• _WHAT YOU WILL DO_
Return a copy of every line in the data below that contains "errors".

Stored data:
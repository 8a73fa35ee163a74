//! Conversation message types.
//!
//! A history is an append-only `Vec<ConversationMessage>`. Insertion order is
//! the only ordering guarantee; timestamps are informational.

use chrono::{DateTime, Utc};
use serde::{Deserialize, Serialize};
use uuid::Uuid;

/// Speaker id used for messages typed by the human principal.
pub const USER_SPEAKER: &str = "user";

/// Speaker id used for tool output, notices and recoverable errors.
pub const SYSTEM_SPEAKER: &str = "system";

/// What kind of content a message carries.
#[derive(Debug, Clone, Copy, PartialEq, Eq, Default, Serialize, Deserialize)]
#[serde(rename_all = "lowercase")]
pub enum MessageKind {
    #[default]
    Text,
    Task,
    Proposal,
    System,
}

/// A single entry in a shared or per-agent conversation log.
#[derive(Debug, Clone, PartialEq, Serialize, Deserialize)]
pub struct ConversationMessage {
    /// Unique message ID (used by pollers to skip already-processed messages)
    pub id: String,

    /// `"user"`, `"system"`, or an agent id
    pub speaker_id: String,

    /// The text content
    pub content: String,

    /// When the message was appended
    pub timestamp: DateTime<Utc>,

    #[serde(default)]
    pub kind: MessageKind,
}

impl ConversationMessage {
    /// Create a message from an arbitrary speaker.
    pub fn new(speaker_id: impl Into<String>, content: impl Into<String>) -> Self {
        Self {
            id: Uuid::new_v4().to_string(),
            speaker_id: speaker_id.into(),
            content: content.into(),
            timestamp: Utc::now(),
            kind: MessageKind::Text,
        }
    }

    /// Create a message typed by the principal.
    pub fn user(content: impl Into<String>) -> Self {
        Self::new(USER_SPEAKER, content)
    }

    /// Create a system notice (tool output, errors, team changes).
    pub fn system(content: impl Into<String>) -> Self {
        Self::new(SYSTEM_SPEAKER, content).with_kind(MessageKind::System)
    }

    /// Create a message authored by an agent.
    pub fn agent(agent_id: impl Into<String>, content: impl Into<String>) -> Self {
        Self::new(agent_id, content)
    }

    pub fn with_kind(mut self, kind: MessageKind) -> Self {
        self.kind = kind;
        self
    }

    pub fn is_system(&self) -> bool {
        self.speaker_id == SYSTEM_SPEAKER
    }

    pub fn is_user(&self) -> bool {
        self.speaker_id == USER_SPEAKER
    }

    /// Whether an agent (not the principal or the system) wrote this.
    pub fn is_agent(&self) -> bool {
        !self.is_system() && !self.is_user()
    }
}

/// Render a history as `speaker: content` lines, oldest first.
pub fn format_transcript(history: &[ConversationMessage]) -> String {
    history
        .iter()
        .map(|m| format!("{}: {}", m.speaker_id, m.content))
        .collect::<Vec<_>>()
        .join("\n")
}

• _RESULT OF THIS EXERCISE_
/// Speaker id used for tool output, notices and recoverable errors.
    /// Create a system notice (tool output, errors, team changes).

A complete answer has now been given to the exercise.